* THE TASK *
Copy every record exactly, with nothing left out.

----------

//! Forecast issuance-time computation.
//!
//! Each upstream endpoint publishes on its own fixed schedule, and a
//! query must target the latest issuance not after the current moment:
//! asking for a not-yet-published base time returns no data. These are
//! pure functions of the wall clock so they can be pinned in tests.

use chrono::{Duration, NaiveDateTime, Timelike};

/// A resolved issuance timestamp in the split form the KMA APIs take.
#[derive(Debug, Clone, PartialEq, Eq)]
pub struct BaseTime {
    /// `YYYYMMDD`
    pub date: String,
    /// `HHMM`
    pub time: String,
}

impl BaseTime {
    /// Combined `YYYYMMDDHHMM` form used by the mid-range `tmFc` param.
    pub fn compact(&self) -> String {
        format!("{}{}", self.date, self.time)
    }
}

/// Current-conditions observations publish every hour on the hour.
pub fn hourly_base(now: NaiveDateTime) -> BaseTime {
    BaseTime {
        date: now.format("%Y%m%d").to_string(),
        time: format!("{:02}00", now.hour()),
    }
}

/// Short-range 3-day forecast issuance hours (eight per day).
const SHORT_FORECAST_HOURS: [u32; 8] = [2, 5, 8, 11, 14, 17, 20, 23];

/// Most recent short-range issuance not later than `now`. Before the
/// day's first issuance (02:00) this rolls back to yesterday 23:00.
pub fn short_forecast_base(now: NaiveDateTime) -> BaseTime {
    let latest = SHORT_FORECAST_HOURS
        .iter()
        .rev()
        .find(|&&h| now.hour() >= h);

    match latest {
        Some(&hour) => BaseTime {
            date: now.format("%Y%m%d").to_string(),
            time: format!("{hour:02}00"),
        },
        None => BaseTime {
            date: (now - Duration::days(1)).format("%Y%m%d").to_string(),
            time: "2300".to_string(),
        },
    }
}

/// Most recent mid-range issuance not later than `now`. Mid-range
/// forecasts publish twice daily at 06:00 and 18:00; before 06:00 this
/// rolls back to yesterday 18:00.
pub fn mid_forecast_base(now: NaiveDateTime) -> BaseTime {
    if now.hour() >= 18 {
        BaseTime {
            date: now.format("%Y%m%d").to_string(),
            time: "1800".to_string(),
        }
    } else if now.hour() >= 6 {
        BaseTime {
            date: now.format("%Y%m%d").to_string(),
            time: "0600".to_string(),
        }
    } else {
        BaseTime {
            date: (now - Duration::days(1)).format("%Y%m%d").to_string(),
            time: "1800".to_string(),
        }
    }
}

/// Hour-bucketed cache key component (`YYYYMMDDHH`). Entries roll over
/// naturally when the clock hour changes.
pub fn hour_bucket(now: NaiveDateTime) -> String {
    now.format("%Y%m%d%H").to_string()
}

----------

* TASK RESULT *
//! Forecast issuance-time computation.
//!
//! Each upstream endpoint publishes on its own fixed schedule, and a
//! query must target the latest issuance not after the current moment:
//! asking for a not-yet-published base time returns no data. These are
//! pure functions of the wall clock so they can be pinned in tests.

use chrono::{Duration, NaiveDateTime, Timelike};

/// A resolved issuance timestamp in the split form the KMA APIs take.
#[derive(Debug, Clone, PartialEq, Eq)]
pub struct BaseTime {
    /// `YYYYMMDD`
    pub date: String,
    /// `HHMM`
    pub time: String,
}

impl BaseTime {
    /// Combined `YYYYMMDDHHMM` form used by the mid-range `tmFc` param.
    pub fn compact(&self) -> String {
        format!("{}{}", self.date, self.time)
    }
}

/// Current-conditions observations publish every hour on the hour.
pub fn hourly_base(now: NaiveDateTime) -> BaseTime {
    BaseTime {
        date: now.format("%Y%m%d").to_string(),
        time: format!("{:02}00", now.hour()),
    }
}

/// Short-range 3-day forecast issuance hours (eight per day).
const SHORT_FORECAST_HOURS: [u32; 8] = [2, 5, 8, 11, 14, 17, 20, 23];

/// Most recent short-range issuance not later than `now`. Before the
/// day's first issuance (02:00) this rolls back to yesterday 23:00.
pub fn short_forecast_base(now: NaiveDateTime) -> BaseTime {
    let latest = SHORT_FORECAST_HOURS
        .iter()
        .rev()
        .find(|&&h| now.hour() >= h);

    match latest {
        Some(&hour) => BaseTime {
            date: now.format("%Y%m%d").to_string(),
            time: format!("{hour:02}00"),
        },
        None => BaseTime {
            date: (now - Duration::days(1)).format("%Y%m%d").to_string(),
            time: "2300".to_string(),
        },
    }
}

/// Most recent mid-range issuance not later than `now`. Mid-range
/// forecasts publish twice daily at 06:00 and 18:00; before 06:00 this
/// rolls back to yesterday 18:00.
pub fn mid_forecast_base(now: NaiveDateTime) -> BaseTime {
    if now.hour() >= 18 {
        BaseTime {
            date: now.format("%Y%m%d").to_string(),
            time: "1800".to_string(),
        }
    } else if now.hour() >= 6 {
        BaseTime {
            date: now.format("%Y%m%d").to_string(),
            time: "0600".to_string(),
        }
    } else {
        BaseTime {
            date: (now - Duration::days(1)).format("%Y%m%d").to_string(),
            time: "1800".to_string(),
        }
    }
}

/// Hour-bucketed cache key component (`YYYYMMDDHH`). Entries roll over
/// naturally when the clock hour changes.
pub fn hour_bucket(now: NaiveDateTime) -> String {
    now.format("%Y%m%d%H").to_string()
}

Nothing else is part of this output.